最近承認された、CD19に対するCAR-T(キムリア)の1患者あたりの薬価は3349万3407円です。再発または難治性CD19陽性のB細胞性急性リンパ芽球性白血病(B-ALL)、再発または難治性びまん性大細胞型B細胞リンパ腫(DLBCL)が対象となり、推定投与患者数がピーク時で216名と限定されていることから、その保険財政に与える影響は限られています。一方、今後研究が進み、様々な遺伝子改変T細胞を用いた治療が承認されれば、その保険財政に与える影響は無視できなくなります。
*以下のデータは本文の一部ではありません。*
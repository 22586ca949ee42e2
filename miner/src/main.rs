use std::{path::PathBuf, time::Duration};

use cfg_if::cfg_if;
use clap::Parser;
use colored::Colorize;
use shared::{
    difficulty::Difficulty,
    digest::Algorithm,
    log::init_log,
    partition::DOMAIN_MAX,
    puzzle::Puzzle,
    types::GlobalReport,
};
use tokio::signal;
use tracing::*;

use crate::{
    config::{load_config_file, MinerConfig},
    search::DEFAULT_POLL_INTERVAL,
    thread::{RankGroup, RunOptions},
};

mod config;
mod container;
mod search;
mod termination;
mod thread;


cfg_if! {
    if #[cfg(feature = "build-version")] {
        include!(concat!(env!("OUT_DIR"), "/version.rs"));
    } else {
        pub const VERSION: &str = "unknown";
    }
}

#[derive(Parser, Debug)]
#[command(about, version)]
struct Args {
    #[arg(value_name = "DIFFICULTY", help = "Number of leading zero bits the digest needs (1-32)")]
    difficulty: u32,

    #[arg(value_name = "BLOCK", help = "Block data (string) the nonce is appended to")]
    block: String,

    #[arg(
        long,
        value_name = "WORKERS_COUNT",
        value_parser = clap::value_parser!(u32).range(1..),
        help = "The number of ranks searching in parallel. Defaults to the CPU count"
    )]
    workers: Option<u32>,

    #[arg(long, value_name = "HASHES", help = "Hashes between two checks for a peer's win")]
    poll_interval: Option<u64>,

    #[arg(long, value_name = "NONCES", help = "Only search nonces below this bound")]
    domain: Option<u64>,

    #[arg(long, value_name = "ALGORITHM", help = "Digest algorithm: md5 or sha256")]
    algorithm: Option<Algorithm>,

    #[arg(long, help = "Pin every rank thread to its own CPU core")]
    pin_cores: bool,

    #[arg(
        long,
        value_name = "MILLIS",
        help = "Stop waiting for missing ranks after this long and report partial results"
    )]
    ack_timeout: Option<u64>,

    #[arg(long, value_name = "CONFIG_FILE", help = "JSON file with default options")]
    config: Option<PathBuf>,
}

impl Args {
    fn options(&self, cfg: &MinerConfig) -> RunOptions {
        RunOptions {
            workers: self
                .workers
                .or(cfg.workers)
                .unwrap_or_else(|| num_cpus::get() as u32)
                .max(1),
            poll_interval: self.poll_interval.or(cfg.poll_interval).unwrap_or(DEFAULT_POLL_INTERVAL),
            ack_timeout: self.ack_timeout.or(cfg.ack_timeout_ms).map(Duration::from_millis),
            pin_cores: self.pin_cores || cfg.pin_cores.unwrap_or(false),
        }
    }
}

#[tokio::main]
async fn main() -> anyhow::Result<()> {
    init_log();

    let args = Args::parse();

    info!("VERSION:{}", VERSION);

    let cfg = match &args.config {
        Some(path) => load_config_file(path)?,
        None => MinerConfig::default(),
    };
    debug!("config: {cfg:?}");

    let difficulty = Difficulty::from_leading_zeros(args.difficulty)?;
    let algorithm = args.algorithm.or(cfg.algorithm).unwrap_or_default();
    let domain = args.domain.or(cfg.domain).unwrap_or(DOMAIN_MAX);
    let options = args.options(&cfg);

    println!("Difficulty Mask: {difficulty}");
    println!("Number of processes: {}", options.workers);

    info!(
        "mining `{}` with {} ranks, algorithm: {algorithm}, poll interval: {}",
        args.block, options.workers, options.poll_interval
    );

    let puzzle = Puzzle::new(args.block, difficulty, algorithm).with_domain(domain);
    let group = RankGroup::spawn(puzzle, options)?;

    let launcher = group.launcher();
    tokio::spawn(async move {
        if let Err(err) = signal::ctrl_c().await {
            error!("failed to listen for Ctrl+C: {err}");
            return;
        }
        info!("ctrl+c received. ask every rank to stop and wait for their reports");
        match launcher.abort() {
            Ok(reached) => debug!("abort delivered to {reached}/{} ranks", launcher.size()),
            Err(err) => error!("fail to send abort: {err}"),
        }
    });

    let report = tokio::task::spawn_blocking(move || group.join()).await??;
    print_report(&report);

    Ok(())
}

fn print_report(report: &GlobalReport) {
    match &report.solution {
        Some(solution) => {
            println!("{}", format!("Solution found by {}:", solution.found_by).green());
            println!("Nonce: {}", solution.nonce);
            println!("Hash: {}", solution.digest_hex());
        }
        None => println!("{}", "No solution found".yellow()),
    }

    if !report.missing.is_empty() {
        let ranks: Vec<_> = report.missing.iter().map(|rank| rank.0).collect();
        println!("{}", format!("Ranks that never reported: {ranks:?}").red());
    }

    println!(
        "{} hashes by {} ranks in {:.2}s ({:.2} hashes/sec)",
        report.total_hashes,
        report.workers,
        report.elapsed.as_secs_f64(),
        report.hashes_per_sec()
    );
}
現在、遺伝子導入にウイルスを用いない方法や、複数の患者さん用にあらかじめ準備した他人のリンパ球由来の遺伝子改変細胞の開発が進められており、将来的に身近な治療になることが期待されています。

【参考文献】
1. Mueller KT, et al. Clin Cancer Res. 2018;24:6175-6184.
2. Schuster SJ, et al. N Engl J Med. 2019; 380:45-56.